Actually, "describe --contains" should yield v3.5-rc1~120^3~76^2,
not v3.5.

And you are right that the commit is contained in v3.4, so we also
should be able to describe it as v3.4~479^2~9^2 as well.

And between v3.4 and v3.5-rc1, the latter is a closer anchor point
for that commit (v3.5-rc1 only needs about 200 hops to reach the
commit, while from v3.4 you would need close to 500 hops), hence we
end up picking the latter as "a better answer".

Now, with the explanation of how/why this happens behind us, I see
two possible issues with this patch:

 - The reason a human-user rejects v3.5-rc1~120^3~76^2 as the
   solution and favor v3.4~479^2~9^2 could be because of the -rc1
   part in the answer.  Perhaps we would want an option that affects
   which tags are to be used (and which tags are to be excluded) as
   anchoring points?

 - If we are truly interested in finding out the "earliest tag that
   contains the given commit", shouldn't we be ignoring the tagname
   and go with the tag with the oldest timestamp?  After all, there
   may be a fix merged to v7.0 first on April 1st, and then on a
   later date the same fix may be merged to the maintenance track to
   be tagged as v6.9.1 on May 5th, and in such a case, wouldn't you
   want to say that the fix first appeared on v7.0 on April 1st,
   instead of on May 5th?

Thanks.

^ permalink raw reply	[flat|nested] 16+ messages in thread

* Re: [PATCH] tag: add -i and --introduced modifier for --contains
  2014-04-16 22:02 ` Junio C Hamano
@ 2014-04-16 22:35   ` Luis R. Rodriguez
  2014-04-17 17:04     ` Junio C Hamano
  2014-04-17  7:17   ` Andreas Schwab
  1 sibling, 1 reply; 16+ messages in thread
From: Luis R. Rodriguez @ 2014-04-16 22:35 UTC (permalink / raw)
  To: Junio C Hamano
  Cc: git, Luis R. Rodriguez, Jiri Slaby, Andreas Schwab, Jan Kara

On Wed, Apr 16, 2014 at 3:02 PM, Junio C Hamano <gitster@pobox.com> wrote:
> "Luis R. Rodriguez" <mcgrof@do-not-panic.com> writes:
>
>> From: "Luis R. Rodriguez" <mcgrof@suse.com>
>>
>> Upstream Linux kernel commit c5905afb was introduced on v3.4 but
>> git describe --contains yields v3.5
>
> Actually, "describe --contains" should yield v3.5-rc1~120^3~76^2,
> not v3.5.

Yes, indeed thanks, sorry I should have been explicit.

> And you are right that the commit is contained in v3.4, so we also
> should be able to describe it as v3.4~479^2~9^2 as well.

That'd be swell :)

> And between v3.4 and v3.5-rc1, the latter is a closer anchor point
> for that commit (v3.5-rc1 only needs about 200 hops to reach the
> commit, while from v3.4 you would need close to 500 hops),

Ah!
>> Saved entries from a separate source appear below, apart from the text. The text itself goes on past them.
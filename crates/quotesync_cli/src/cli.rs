//! CLI command definitions and handlers.

use anyhow::{Context, Result};
use clap::{Parser, Subcommand};
use log::info;
use quotesync_core::{
    CategoryFilter, ChannelNotifier, Config, ConflictEvent, CycleOutcome, CycleReport,
    HttpRemoteClient, IntervalTicks, QuoteService, SqliteLocalStore, SyncEngine, SyncScheduler,
    TickOutcome,
};
use std::io::BufRead;
use std::path::PathBuf;
use std::sync::mpsc::{self, Receiver};
use std::thread;

type Engine = SyncEngine<SqliteLocalStore, HttpRemoteClient, ChannelNotifier>;

#[derive(Parser)]
#[command(name = "quotesync")]
#[command(author, version, about = "Quote collection with remote sync")]
pub struct Cli {
    #[command(subcommand)]
    pub command: Commands,

    /// Config file (defaults to the platform config dir)
    #[arg(long, global = true, env = "QUOTESYNC_CONFIG")]
    pub config: Option<PathBuf>,
}

#[derive(Subcommand)]
pub enum Commands {
    /// List quotes under the selected category
    List,

    /// Add a quote and queue it for the next sync
    Add {
        /// Quote text
        text: String,

        /// Quote category
        category: String,
    },

    /// List categories; the selected one is marked
    Categories,

    /// Select a category filter (`all` clears it)
    Filter {
        /// Category name
        category: String,
    },

    /// Show a random quote from the selected category
    Random,

    /// Write the collection to a JSON file
    Export {
        /// Destination file
        path: PathBuf,
    },

    /// Merge quotes from a JSON file
    Import {
        /// Source file
        path: PathBuf,
    },

    /// Run one sync cycle now
    Sync,

    /// Sync periodically until stdin closes; type `sync` to trigger a cycle
    Watch,
}

impl Cli {
    pub fn load_config(&self) -> Config {
        match &self.config {
            Some(path) => Config::load_from_path(path),
            None => Config::load(),
        }
    }
}

pub fn run(command: Commands, config: &Config) -> Result<()> {
    match command {
        Commands::List => list(&open_quotes(config)?),
        Commands::Add { text, category } => {
            let added = open_quotes(config)?.add_quote(&text, &category)?;
            println!("Added [{}] {}", added.category, added.text);
            Ok(())
        }
        Commands::Categories => {
            let quotes = open_quotes(config)?;
            let selected = quotes.preferences().selected_category.as_str();
            for category in quotes.categories() {
                let marker = if category == selected { "*" } else { " " };
                println!("{marker} {category}");
            }
            Ok(())
        }
        Commands::Filter { category } => {
            let mut quotes = open_quotes(config)?;
            quotes.select_category(CategoryFilter::parse(&category))?;
            list(&quotes)
        }
        Commands::Random => {
            let quotes = open_quotes(config)?;
            match quotes.random_quote(&mut rand::thread_rng())? {
                Some(picked) => println!("\"{}\" [{}]", picked.text, picked.category),
                None => println!("No quotes in this category."),
            }
            Ok(())
        }
        Commands::Export { path } => {
            let quotes = open_quotes(config)?;
            quotes
                .export_to_path(&path)
                .with_context(|| format!("failed to export to {}", path.display()))?;
            println!("Exported {} quotes to {}", quotes.quotes().len(), path.display());
            Ok(())
        }
        Commands::Import { path } => {
            let outcome = open_quotes(config)?
                .import_from_path(&path)
                .with_context(|| format!("failed to import {}", path.display()))?;
            println!(
                "Imported {} quotes ({} already present).",
                outcome.added, outcome.duplicates_skipped
            );
            Ok(())
        }
        Commands::Sync => sync_once(config),
        Commands::Watch => watch(config),
    }
}

fn open_quotes(config: &Config) -> Result<QuoteService<SqliteLocalStore>> {
    let store = SqliteLocalStore::open(&config.storage.db_path).with_context(|| {
        format!("failed to open store at {}", config.storage.db_path.display())
    })?;
    Ok(QuoteService::open(store)?)
}

fn open_engine(config: &Config) -> Result<(Engine, Receiver<ConflictEvent>)> {
    let quotes = open_quotes(config)?;
    let remote = HttpRemoteClient::new(
        config.sync.remote_url.clone(),
        config.sync.snapshot_limit,
        config.request_timeout(),
    )?;
    let (events_tx, events_rx) = mpsc::channel();
    Ok((
        SyncEngine::new(quotes, remote, ChannelNotifier::new(events_tx)),
        events_rx,
    ))
}

fn list(quotes: &QuoteService<SqliteLocalStore>) -> Result<()> {
    let visible = quotes.filtered();
    if visible.is_empty() {
        println!("No quotes in this category.");
    }
    for quote in visible {
        println!("[{}] {}", quote.category, quote.text);
    }
    Ok(())
}

fn sync_once(config: &Config) -> Result<()> {
    let (mut engine, events) = open_engine(config)?;
    let report = engine.run_cycle()?;
    print_report(&report);
    for event in events.try_iter() {
        println!("{}", event.message());
    }
    Ok(())
}

fn watch(config: &Config) -> Result<()> {
    let (engine, events) = open_engine(config)?;
    let scheduler = SyncScheduler::new(engine);
    let handle = scheduler.start(IntervalTicks::new(config.sync_interval()));
    info!(
        "event=watch_start module=cli status=ok interval_secs={}",
        config.sync.interval_secs
    );

    // Detached; ends with the process.
    let _printer = thread::spawn(move || {
        for event in events {
            println!("{}", event.message());
        }
    });

    println!(
        "Syncing every {}s. Type `sync` to sync now, Ctrl-D to stop.",
        config.sync.interval_secs
    );
    for line in std::io::stdin().lock().lines() {
        let line = line.context("failed to read stdin")?;
        match line.trim() {
            "sync" => match scheduler.trigger_now() {
                TickOutcome::Completed(report) => print_report(&report),
                TickOutcome::Failed(err) => eprintln!("Sync failed: {err}"),
                TickOutcome::Dropped => println!("A sync is already running."),
            },
            "" => {}
            other => eprintln!("Unknown input `{other}`; expected `sync`."),
        }
    }

    handle.stop();
    let stats = scheduler.stats();
    info!(
        "event=watch_stop module=cli status=ok completed={} failed={} dropped={}",
        stats.completed, stats.failed, stats.dropped
    );
    Ok(())
}

fn print_report(report: &CycleReport) {
    if report.push.pushed > 0 || report.push.failed > 0 {
        println!(
            "Pushed {} quotes ({} will be retried).",
            report.push.pushed, report.push.failed
        );
    }
    match &report.outcome {
        CycleOutcome::RemoteUnavailable(err) => println!("Server unavailable: {err}"),
        CycleOutcome::Merged {
            conflict_occurred: false,
            total,
            ..
        } => println!("Up to date ({total} quotes)."),
        CycleOutcome::Merged { total, .. } => println!("Merged server changes ({total} quotes)."),
    }
}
Thanks for explaining this mysterious puzzle to me. I'm a bit
perplexed why still. Can I trouble you for a little elaboration here?
How could one view from a commit merged on v3.4 possibly yield more
commits to v3.4 than to v3.5 ? Is it because it starts counting on the
merge's parent (v3.3) ?

> hence we
> end up picking the latter as "a better answer".
>
> Now, with the explanation of how/why this happens behind us, I see
> two possible issues with this patch:
>
>  - The reason a human-user rejects v3.5-rc1~120^3~76^2 as the
>    solution and favor v3.4~479^2~9^2 could be because of the -rc1
>    part in the answer.  Perhaps we would want an option that affects
>    which tags are to be used (and which tags are to be excluded) as
>    anchoring points?

I'd take an rc release as a blessed point too so not sure, and come to
think of it I'm not a bit perplexed why the results for my change did
not yield an rc1 as well.

>  - If we are truly interested in finding out the "earliest tag that
>    contains the given commit", shouldn't we be ignoring the tagname
>    and go with the tag with the oldest timestamp?  After all, there
>    may be a fix merged to v7.0 first on April 1st, and then on a
>    later date the same fix may be merged to the maintenance track to
>    be tagged as v6.9.1 on May 5th,

At least for Linux linux-3.X.y branches (one example linux-3.4.y) on
linux-stable has different commit IDs from patches cherry picked from
Linus' tree, and that patch just referneces the upstream commit from
Linus' tree on the commit log, but nothing more.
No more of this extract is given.